## WHAT IS NEEDED
With "collaborators" as the search word, show every line of the material that has it.

## RECORDS PROVIDED
__________
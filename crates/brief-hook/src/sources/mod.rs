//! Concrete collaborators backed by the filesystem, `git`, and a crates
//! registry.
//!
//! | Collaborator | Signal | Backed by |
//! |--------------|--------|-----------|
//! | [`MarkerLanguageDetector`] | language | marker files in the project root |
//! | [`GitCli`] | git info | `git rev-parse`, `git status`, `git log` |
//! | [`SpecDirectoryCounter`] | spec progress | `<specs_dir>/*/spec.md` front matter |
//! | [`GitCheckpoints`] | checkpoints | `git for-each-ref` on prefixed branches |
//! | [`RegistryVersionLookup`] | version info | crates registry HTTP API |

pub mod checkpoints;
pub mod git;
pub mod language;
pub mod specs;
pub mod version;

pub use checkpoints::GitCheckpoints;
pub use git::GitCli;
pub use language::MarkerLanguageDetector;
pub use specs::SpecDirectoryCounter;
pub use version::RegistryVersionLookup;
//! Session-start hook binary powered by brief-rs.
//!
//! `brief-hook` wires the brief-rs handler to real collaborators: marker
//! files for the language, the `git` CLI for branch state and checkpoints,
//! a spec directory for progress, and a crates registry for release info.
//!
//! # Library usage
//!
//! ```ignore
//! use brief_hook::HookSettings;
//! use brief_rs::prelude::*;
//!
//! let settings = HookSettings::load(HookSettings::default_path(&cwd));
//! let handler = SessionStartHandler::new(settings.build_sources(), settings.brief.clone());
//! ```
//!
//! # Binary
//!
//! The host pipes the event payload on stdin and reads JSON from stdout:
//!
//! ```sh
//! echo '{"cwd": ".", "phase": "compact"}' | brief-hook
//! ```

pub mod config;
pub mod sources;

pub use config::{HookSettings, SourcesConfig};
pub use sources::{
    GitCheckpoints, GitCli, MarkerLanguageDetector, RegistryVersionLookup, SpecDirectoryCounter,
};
__________
## SOLUTION TO THE PROBLEM
//! Concrete collaborators backed by the filesystem, `git`, and a crates
//! `brief-hook` wires the brief-rs handler to real collaborators: marker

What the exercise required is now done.